I’ll confess to feeling like I was still on the mat, wondering what hit me after election night. When the returns started coming in, I had a sick feeling in my stomach that seemed very much like a PTSD episode from eight years back. It became easy to envision that the worst could indeed happen, because, well, it did. That’s not so much imagination as it is observation.
I won’t get into the weeds about the various concerns I have. There are too many and we’re already fatigued, if not exhausted quite yet. I have been thinking about historical context, if only because I’m tired of the “he’s a felon and that’s never happened before” thing.
So let’s just start with somewhat recent history …
History has told us that Ronald Reagan got involved with the Iranian government to prevent them from releasing American hostages prior to the 1980 election. That’s a felony. (Reagan also made an illegal arms deal while president … by accident, he claimed.)
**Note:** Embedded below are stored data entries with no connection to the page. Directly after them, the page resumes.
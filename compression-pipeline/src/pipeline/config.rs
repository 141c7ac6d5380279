#[derive(Debug, Clone)]
pub struct PipelineTuning {
    pub retry_base_delay_secs: u64,
    pub retry_max_delay_secs: u64,
    pub retry_backoff_cap_exponent: u32,
}

impl Default for PipelineTuning {
    fn default() -> Self {
        Self {
            retry_base_delay_secs: 2,
            retry_max_delay_secs: 5 * 60,
            retry_backoff_cap_exponent: 5,
        }
    }
}

#[derive(Debug, Clone, Default)]
pub struct PipelineConfig {
    pub tuning: PipelineTuning,
}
Richard Nixon did something very similar in late October 1968 to block a peace deal in Vietnam. In 1972, his committee to re-elect the president committed crimes to manipulate the 1972 presidential election. Those are felonies.
So, those two presidents also committed felonies. They just weren’t indicted, tried and convicted for having done so. There’s a pretty good argument that what Reagan and Nixon did was dramatically more serious and threatening to the health of the republic. I can’t argue with that, except that indictment, trial and conviction suggests a level of objective scrutiny that was never brought to bear on their crimes.
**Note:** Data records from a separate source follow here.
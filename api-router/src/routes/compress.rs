use axum::{
    body::Body,
    extract::{Path, State},
    http::{header, HeaderValue, StatusCode},
    response::{IntoResponse, Response},
    Extension, Json,
};
use axum_typed_multipart::{BaseMultipart, FieldData, TryFromMultipart};
use common::{
    compression::{OutputFile, UploadedFile},
    error::AppError,
    utils::upload_limits::parse_quality,
};
use serde_json::json;
use tempfile::NamedTempFile;
use tracing::info;

use crate::{api_state::ApiState, error::ApiError, middleware_api_auth::Identity};

pub type ApiMultipart<T> = BaseMultipart<T, ApiError>;

#[derive(Debug, TryFromMultipart)]
pub struct CompressParams {
    #[form_data(limit = "unlimited")]
    pub image: Option<FieldData<NamedTempFile>>,
    pub quality: Option<String>,
}

pub(crate) fn uploaded_file(field: FieldData<NamedTempFile>) -> UploadedFile {
    UploadedFile {
        file: field.contents,
        file_name: field
            .metadata
            .file_name
            .unwrap_or_else(|| "upload".to_string()),
        content_type: field.metadata.content_type,
    }
}

pub async fn submit_compression(
    State(state): State<ApiState>,
    Extension(identity): Extension<Identity>,
    input: ApiMultipart<CompressParams>,
) -> Result<impl IntoResponse, ApiError> {
    let CompressParams { image, quality } = input.data;
    let image = image.ok_or(AppError::NoFile)?;
    let quality = parse_quality(quality.as_deref())?;

    info!(
        user_id = identity.user().map(|u| u.id.as_str()),
        quality,
        "Received compression request"
    );

    let job = state
        .compression
        .submit(uploaded_file(image), quality, identity.user())
        .await?;

    Ok((
        StatusCode::ACCEPTED,
        Json(json!({ "jobId": job.id, "status": job.status })),
    ))
}

pub async fn get_job_status(
    State(state): State<ApiState>,
    Path(job_id): Path<String>,
) -> Result<impl IntoResponse, ApiError> {
    let view = state.compression.get_status(&job_id).await?;

    Ok(Json(view))
}

pub async fn download_output(
    State(state): State<ApiState>,
    Path(job_id): Path<String>,
) -> Result<Response, ApiError> {
    let output = state.compression.fetch_output(&job_id).await?;
    let disposition = format!("attachment; filename=\"{}\"", output.file_name);

    file_response(output, &disposition, None)
}

pub async fn preview_output(
    State(state): State<ApiState>,
    Path(job_id): Path<String>,
) -> Result<Response, ApiError> {
    let output = state.compression.fetch_output(&job_id).await?;

    file_response(output, "inline", Some("public, max-age=3600"))
}

/// Serves artifacts of the local backend by file name.
pub async fn serve_local_file(
    State(state): State<ApiState>,
    Path(file_name): Path<String>,
) -> Result<Response, ApiError> {
    let locator = state
        .storage
        .local_file_locator(&file_name)
        .ok_or_else(|| AppError::NotFound(format!("File {file_name} not found")))?;
    let data = state.storage.get_buffer(&locator).await?;
    let mime_type = mime_guess::from_path(&file_name)
        .first_or_octet_stream()
        .to_string();

    file_response(
        OutputFile {
            data,
            mime_type,
            file_name,
        },
        "inline",
        None,
    )
}

fn file_response(
    output: OutputFile,
    disposition: &str,
    cache_control: Option<&'static str>,
) -> Result<Response, ApiError> {
    let content_type = HeaderValue::from_str(&output.mime_type)
        .map_err(|e| AppError::InternalError(e.to_string()))?;
    let disposition =
        HeaderValue::from_str(disposition).map_err(|e| AppError::InternalError(e.to_string()))?;

    let mut response = Response::new(Body::from(output.data));
    let headers = response.headers_mut();
    headers.insert(header::CONTENT_TYPE, content_type);
    headers.insert(header::CONTENT_DISPOSITION, disposition);
    if let Some(cache_control) = cache_control {
        headers.insert(header::CACHE_CONTROL, HeaderValue::from_static(cache_control));
    }

    Ok(response)
}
Looking back only as far as my lifetime, I think about trauma to the nation. We’ve had horrific events that shocked our system of government, but none more searing to the mind than that terrible day in Dallas in 1963. The assassination of President Kennedy (and subsequently his brother, Bobby in 1968) felt like something so promising, so optimistic was stolen from us in the most cowardly way possible.
Seeing President Trump free convicted, violent rioters this week has suggested to me that this is now a segment in our history that requires caution to endure. Our resilience may not be most effective in the form of marches and boycotts. Perhaps this will require a different model – an underground one.
Reaching back to the middle of the 19th Century, we find President Lincoln’s having ended the long, bloody civil war after winning re-election. He took his second inaugural to talk about reconciliation, not revenge. “With malice toward none, with charity for all” he said. Then discussed the need to care for the widows and orphans of both sides in a war that nobody expected to drag on and be so costly.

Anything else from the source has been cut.